Task item — Where a line in the data below includes the word "that", count it. State the total and nothing more.

[Stored items]
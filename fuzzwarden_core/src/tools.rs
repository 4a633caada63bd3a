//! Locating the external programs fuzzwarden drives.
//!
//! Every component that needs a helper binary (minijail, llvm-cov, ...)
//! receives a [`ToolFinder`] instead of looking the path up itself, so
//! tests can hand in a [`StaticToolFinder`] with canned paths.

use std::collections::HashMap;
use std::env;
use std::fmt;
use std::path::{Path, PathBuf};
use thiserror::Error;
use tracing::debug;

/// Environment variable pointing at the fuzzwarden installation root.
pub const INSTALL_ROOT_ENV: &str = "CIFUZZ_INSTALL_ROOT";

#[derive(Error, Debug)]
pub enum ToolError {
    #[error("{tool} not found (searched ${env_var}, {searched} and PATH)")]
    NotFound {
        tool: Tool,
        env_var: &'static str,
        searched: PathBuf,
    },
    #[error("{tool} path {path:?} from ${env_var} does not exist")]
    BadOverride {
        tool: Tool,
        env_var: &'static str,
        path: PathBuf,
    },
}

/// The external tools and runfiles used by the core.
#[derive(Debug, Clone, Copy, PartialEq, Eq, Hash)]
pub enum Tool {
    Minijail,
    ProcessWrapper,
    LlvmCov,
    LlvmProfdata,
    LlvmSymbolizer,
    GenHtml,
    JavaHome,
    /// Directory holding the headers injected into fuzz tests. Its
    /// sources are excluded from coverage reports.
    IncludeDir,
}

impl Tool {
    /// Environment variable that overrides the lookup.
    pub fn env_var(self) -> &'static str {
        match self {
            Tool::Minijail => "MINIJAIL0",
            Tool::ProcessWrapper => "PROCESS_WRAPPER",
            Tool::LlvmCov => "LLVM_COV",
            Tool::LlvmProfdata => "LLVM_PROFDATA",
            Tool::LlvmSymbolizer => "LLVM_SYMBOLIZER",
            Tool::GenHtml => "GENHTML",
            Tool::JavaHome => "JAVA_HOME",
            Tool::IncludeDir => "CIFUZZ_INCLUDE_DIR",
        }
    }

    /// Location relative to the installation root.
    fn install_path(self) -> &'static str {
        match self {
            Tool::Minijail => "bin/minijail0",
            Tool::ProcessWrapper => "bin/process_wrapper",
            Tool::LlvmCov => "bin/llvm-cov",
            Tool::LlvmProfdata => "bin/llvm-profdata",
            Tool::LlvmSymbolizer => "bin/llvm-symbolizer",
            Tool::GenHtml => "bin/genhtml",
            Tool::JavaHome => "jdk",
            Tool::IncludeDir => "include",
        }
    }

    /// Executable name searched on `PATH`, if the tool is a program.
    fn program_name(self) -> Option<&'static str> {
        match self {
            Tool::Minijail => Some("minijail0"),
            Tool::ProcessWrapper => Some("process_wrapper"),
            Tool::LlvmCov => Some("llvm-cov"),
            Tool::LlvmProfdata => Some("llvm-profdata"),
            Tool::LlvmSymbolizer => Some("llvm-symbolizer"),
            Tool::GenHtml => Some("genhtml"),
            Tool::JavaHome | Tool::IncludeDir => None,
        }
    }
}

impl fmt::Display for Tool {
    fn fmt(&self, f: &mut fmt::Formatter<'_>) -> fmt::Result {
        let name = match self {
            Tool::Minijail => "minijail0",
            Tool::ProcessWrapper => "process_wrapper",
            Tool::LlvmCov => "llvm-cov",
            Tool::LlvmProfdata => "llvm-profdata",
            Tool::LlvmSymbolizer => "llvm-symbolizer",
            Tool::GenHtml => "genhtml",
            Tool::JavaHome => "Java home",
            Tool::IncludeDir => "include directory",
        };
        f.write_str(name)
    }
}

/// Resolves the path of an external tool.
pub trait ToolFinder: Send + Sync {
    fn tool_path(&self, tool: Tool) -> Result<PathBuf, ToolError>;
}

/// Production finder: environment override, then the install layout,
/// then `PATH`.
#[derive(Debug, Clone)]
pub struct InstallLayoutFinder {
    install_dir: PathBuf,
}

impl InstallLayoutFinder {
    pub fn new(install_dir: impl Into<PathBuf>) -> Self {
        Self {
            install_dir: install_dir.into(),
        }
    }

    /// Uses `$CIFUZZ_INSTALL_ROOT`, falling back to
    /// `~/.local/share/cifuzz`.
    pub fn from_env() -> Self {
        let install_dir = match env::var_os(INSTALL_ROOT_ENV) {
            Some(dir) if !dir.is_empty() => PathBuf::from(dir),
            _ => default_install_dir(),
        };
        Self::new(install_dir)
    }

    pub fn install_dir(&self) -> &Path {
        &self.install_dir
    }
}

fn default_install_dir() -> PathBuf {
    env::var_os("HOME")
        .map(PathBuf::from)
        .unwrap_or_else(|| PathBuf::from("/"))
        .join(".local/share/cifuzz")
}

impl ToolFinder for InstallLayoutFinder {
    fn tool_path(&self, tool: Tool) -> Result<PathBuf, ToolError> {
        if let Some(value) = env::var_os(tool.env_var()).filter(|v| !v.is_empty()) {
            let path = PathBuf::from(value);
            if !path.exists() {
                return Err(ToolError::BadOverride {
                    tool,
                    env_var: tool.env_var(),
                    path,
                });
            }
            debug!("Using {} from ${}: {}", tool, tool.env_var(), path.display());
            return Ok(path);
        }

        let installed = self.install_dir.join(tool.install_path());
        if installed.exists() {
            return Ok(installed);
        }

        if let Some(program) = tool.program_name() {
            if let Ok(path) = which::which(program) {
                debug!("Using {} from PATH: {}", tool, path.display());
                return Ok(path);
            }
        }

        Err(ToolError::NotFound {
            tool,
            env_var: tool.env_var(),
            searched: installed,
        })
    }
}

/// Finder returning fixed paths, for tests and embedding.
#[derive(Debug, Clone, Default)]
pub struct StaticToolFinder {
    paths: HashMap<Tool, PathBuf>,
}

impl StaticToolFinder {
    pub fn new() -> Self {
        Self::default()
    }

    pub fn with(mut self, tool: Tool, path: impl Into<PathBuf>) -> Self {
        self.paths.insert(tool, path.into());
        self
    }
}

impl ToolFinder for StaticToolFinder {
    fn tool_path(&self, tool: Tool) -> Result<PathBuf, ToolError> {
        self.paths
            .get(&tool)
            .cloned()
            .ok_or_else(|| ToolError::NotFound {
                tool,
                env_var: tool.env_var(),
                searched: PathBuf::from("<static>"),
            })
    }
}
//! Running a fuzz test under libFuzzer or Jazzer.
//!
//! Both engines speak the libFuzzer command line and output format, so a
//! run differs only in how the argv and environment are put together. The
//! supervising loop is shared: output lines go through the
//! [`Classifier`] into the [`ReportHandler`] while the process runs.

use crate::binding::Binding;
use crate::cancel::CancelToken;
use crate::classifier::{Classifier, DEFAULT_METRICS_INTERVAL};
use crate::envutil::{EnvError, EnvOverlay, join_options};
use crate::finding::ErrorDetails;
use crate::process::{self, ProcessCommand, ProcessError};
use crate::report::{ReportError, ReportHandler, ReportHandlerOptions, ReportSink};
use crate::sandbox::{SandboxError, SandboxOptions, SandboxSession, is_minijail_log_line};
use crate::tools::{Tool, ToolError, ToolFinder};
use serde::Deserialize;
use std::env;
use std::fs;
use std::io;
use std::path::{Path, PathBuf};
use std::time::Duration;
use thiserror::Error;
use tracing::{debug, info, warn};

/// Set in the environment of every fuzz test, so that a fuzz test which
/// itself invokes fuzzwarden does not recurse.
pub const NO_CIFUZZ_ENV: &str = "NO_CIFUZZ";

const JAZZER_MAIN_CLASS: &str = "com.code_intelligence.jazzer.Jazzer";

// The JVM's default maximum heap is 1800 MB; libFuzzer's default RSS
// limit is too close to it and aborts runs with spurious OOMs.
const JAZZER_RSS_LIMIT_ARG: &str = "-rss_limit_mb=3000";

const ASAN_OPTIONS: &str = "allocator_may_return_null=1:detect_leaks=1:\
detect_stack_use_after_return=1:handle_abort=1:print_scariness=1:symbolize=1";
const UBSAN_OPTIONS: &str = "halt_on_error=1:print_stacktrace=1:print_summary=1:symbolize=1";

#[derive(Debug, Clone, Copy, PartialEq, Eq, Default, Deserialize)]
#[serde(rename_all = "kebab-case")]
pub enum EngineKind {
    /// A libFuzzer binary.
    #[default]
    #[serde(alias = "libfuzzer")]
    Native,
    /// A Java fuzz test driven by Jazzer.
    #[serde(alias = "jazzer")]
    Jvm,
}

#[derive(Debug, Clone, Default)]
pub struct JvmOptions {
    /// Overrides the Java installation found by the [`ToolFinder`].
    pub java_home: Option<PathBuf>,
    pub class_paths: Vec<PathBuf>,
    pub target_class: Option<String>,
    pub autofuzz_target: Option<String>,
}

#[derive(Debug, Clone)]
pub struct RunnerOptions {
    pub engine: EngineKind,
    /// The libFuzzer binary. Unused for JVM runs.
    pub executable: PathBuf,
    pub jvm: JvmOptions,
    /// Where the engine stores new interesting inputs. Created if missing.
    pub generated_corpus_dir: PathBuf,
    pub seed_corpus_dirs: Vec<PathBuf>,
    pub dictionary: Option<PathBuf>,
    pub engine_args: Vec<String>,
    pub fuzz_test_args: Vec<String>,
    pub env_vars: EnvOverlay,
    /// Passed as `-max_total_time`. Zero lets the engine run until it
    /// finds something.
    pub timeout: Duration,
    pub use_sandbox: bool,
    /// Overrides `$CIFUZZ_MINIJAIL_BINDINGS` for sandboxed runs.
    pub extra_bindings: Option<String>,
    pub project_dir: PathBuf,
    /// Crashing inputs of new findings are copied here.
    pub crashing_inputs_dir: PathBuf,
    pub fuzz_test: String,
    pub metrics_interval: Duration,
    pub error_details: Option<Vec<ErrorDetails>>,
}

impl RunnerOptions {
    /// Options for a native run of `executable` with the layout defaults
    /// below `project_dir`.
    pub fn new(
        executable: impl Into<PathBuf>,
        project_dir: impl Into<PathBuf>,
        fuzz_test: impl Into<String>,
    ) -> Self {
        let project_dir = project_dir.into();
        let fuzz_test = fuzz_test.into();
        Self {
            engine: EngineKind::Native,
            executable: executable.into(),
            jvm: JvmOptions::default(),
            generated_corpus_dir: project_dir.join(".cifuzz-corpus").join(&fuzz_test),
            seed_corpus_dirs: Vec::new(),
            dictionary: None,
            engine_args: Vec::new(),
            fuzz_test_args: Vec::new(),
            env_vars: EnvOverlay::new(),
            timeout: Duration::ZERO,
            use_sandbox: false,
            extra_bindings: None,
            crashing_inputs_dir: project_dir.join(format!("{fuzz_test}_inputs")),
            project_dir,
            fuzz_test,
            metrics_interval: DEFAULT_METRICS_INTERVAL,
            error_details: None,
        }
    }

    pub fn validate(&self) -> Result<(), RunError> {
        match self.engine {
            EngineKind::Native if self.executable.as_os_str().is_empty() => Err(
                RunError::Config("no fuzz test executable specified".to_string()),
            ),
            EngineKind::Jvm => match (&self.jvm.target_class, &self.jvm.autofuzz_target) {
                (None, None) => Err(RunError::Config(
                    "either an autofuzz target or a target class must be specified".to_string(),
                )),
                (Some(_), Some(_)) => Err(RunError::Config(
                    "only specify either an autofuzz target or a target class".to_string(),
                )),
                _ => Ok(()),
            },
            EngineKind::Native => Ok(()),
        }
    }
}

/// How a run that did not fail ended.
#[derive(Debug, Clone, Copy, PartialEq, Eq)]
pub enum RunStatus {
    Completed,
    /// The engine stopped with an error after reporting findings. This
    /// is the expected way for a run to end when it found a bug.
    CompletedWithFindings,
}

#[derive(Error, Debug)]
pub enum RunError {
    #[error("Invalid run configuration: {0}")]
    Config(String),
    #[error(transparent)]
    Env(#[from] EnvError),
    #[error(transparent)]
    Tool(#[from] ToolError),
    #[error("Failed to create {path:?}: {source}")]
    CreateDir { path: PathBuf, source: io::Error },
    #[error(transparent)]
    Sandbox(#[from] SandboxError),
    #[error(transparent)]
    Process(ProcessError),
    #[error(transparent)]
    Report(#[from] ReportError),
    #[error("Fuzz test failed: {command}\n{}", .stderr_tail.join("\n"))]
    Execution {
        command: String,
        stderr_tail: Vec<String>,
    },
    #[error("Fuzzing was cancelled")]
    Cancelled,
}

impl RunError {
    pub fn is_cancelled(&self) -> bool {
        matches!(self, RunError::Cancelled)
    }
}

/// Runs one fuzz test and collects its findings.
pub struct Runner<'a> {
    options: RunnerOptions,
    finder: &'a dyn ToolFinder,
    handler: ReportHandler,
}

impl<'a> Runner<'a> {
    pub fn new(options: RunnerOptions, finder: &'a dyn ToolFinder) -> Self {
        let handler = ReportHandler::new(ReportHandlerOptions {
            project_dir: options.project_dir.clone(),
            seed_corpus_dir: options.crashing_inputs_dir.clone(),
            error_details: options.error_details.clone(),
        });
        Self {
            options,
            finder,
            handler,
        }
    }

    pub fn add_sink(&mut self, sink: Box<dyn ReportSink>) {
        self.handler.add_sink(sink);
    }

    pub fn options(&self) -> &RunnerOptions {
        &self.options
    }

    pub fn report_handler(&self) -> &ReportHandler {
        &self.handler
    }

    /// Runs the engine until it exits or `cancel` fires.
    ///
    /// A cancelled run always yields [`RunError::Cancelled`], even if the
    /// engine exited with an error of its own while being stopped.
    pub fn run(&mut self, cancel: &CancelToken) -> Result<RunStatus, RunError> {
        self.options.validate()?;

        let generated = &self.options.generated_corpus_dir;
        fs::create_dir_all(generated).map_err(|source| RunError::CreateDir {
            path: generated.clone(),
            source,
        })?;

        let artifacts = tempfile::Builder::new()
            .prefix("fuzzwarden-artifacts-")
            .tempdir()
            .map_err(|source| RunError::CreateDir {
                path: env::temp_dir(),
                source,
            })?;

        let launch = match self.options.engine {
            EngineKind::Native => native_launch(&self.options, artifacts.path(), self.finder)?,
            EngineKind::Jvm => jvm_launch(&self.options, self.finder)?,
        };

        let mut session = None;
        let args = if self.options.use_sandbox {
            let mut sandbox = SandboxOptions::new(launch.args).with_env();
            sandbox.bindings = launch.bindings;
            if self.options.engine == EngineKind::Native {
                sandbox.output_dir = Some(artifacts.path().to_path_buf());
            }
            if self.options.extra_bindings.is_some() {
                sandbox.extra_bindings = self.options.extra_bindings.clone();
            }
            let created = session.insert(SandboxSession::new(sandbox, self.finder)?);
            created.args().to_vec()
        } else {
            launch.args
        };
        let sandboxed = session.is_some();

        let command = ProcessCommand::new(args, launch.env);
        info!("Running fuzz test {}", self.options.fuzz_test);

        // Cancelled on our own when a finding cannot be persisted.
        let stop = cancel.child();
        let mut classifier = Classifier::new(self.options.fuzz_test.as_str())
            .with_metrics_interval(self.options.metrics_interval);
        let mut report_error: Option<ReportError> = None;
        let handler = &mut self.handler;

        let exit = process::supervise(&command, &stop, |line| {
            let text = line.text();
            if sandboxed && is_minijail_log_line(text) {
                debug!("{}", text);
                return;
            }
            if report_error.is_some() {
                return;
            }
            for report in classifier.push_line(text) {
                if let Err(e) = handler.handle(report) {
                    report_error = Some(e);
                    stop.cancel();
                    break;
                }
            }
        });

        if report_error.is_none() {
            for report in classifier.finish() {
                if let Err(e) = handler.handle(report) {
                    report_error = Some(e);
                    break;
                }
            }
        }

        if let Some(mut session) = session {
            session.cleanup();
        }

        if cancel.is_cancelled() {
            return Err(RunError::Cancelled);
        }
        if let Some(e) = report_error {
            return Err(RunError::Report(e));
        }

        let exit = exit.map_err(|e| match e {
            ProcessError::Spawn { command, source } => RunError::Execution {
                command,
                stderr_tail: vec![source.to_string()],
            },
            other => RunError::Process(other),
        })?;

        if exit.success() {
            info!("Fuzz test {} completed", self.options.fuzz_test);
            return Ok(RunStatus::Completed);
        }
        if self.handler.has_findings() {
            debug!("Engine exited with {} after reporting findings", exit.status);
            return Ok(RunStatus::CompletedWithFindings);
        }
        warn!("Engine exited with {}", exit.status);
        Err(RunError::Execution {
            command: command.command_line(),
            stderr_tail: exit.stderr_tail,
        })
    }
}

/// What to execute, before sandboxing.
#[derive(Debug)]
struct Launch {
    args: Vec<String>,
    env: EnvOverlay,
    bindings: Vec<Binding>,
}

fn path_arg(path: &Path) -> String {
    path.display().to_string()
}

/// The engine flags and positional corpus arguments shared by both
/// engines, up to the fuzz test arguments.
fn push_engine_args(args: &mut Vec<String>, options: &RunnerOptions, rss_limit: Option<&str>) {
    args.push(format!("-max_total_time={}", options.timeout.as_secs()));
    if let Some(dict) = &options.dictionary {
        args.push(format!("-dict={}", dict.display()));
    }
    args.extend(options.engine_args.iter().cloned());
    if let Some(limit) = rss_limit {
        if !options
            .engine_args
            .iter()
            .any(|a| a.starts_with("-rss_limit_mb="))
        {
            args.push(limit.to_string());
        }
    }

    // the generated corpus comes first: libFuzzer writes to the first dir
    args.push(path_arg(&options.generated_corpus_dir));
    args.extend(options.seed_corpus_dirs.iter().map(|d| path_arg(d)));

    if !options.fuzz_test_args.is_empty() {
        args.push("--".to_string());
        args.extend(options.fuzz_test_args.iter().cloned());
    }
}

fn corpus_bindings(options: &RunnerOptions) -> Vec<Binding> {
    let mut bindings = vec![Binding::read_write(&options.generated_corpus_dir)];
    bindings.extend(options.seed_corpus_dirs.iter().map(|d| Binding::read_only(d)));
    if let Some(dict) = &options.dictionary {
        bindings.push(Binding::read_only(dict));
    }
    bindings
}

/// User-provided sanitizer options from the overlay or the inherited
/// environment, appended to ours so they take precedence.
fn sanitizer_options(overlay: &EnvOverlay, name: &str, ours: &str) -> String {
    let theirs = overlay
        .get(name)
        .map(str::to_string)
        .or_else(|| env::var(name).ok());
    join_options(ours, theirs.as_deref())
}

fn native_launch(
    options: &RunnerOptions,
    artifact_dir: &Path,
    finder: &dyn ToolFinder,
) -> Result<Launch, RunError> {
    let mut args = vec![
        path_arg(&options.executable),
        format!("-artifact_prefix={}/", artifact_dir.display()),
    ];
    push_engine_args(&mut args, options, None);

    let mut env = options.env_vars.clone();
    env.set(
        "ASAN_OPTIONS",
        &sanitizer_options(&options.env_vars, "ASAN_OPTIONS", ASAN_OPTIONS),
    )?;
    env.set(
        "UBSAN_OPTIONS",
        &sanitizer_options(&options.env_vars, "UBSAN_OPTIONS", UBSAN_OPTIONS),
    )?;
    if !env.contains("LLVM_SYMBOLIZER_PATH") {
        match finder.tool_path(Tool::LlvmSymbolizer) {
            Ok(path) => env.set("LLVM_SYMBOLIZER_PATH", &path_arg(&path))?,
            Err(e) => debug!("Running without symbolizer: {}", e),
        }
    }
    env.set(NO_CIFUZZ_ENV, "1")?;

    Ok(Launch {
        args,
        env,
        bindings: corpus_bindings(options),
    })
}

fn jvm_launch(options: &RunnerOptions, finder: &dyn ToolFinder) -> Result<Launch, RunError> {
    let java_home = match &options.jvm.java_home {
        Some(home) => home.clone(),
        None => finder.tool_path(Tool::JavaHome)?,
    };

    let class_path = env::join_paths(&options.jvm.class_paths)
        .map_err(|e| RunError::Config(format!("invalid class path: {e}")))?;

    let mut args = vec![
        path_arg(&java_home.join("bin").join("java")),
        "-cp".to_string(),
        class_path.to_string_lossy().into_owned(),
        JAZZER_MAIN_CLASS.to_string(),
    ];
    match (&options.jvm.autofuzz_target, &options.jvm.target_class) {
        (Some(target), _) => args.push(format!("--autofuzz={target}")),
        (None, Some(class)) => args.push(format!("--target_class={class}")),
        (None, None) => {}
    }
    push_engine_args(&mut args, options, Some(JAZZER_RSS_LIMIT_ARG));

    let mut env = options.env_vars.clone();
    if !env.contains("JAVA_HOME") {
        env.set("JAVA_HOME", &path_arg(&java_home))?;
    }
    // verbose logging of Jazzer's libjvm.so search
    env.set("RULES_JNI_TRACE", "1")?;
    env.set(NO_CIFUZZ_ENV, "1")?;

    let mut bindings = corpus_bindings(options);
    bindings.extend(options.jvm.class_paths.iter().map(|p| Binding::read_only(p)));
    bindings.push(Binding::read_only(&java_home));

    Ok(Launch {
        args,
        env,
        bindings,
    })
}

Your solution — 4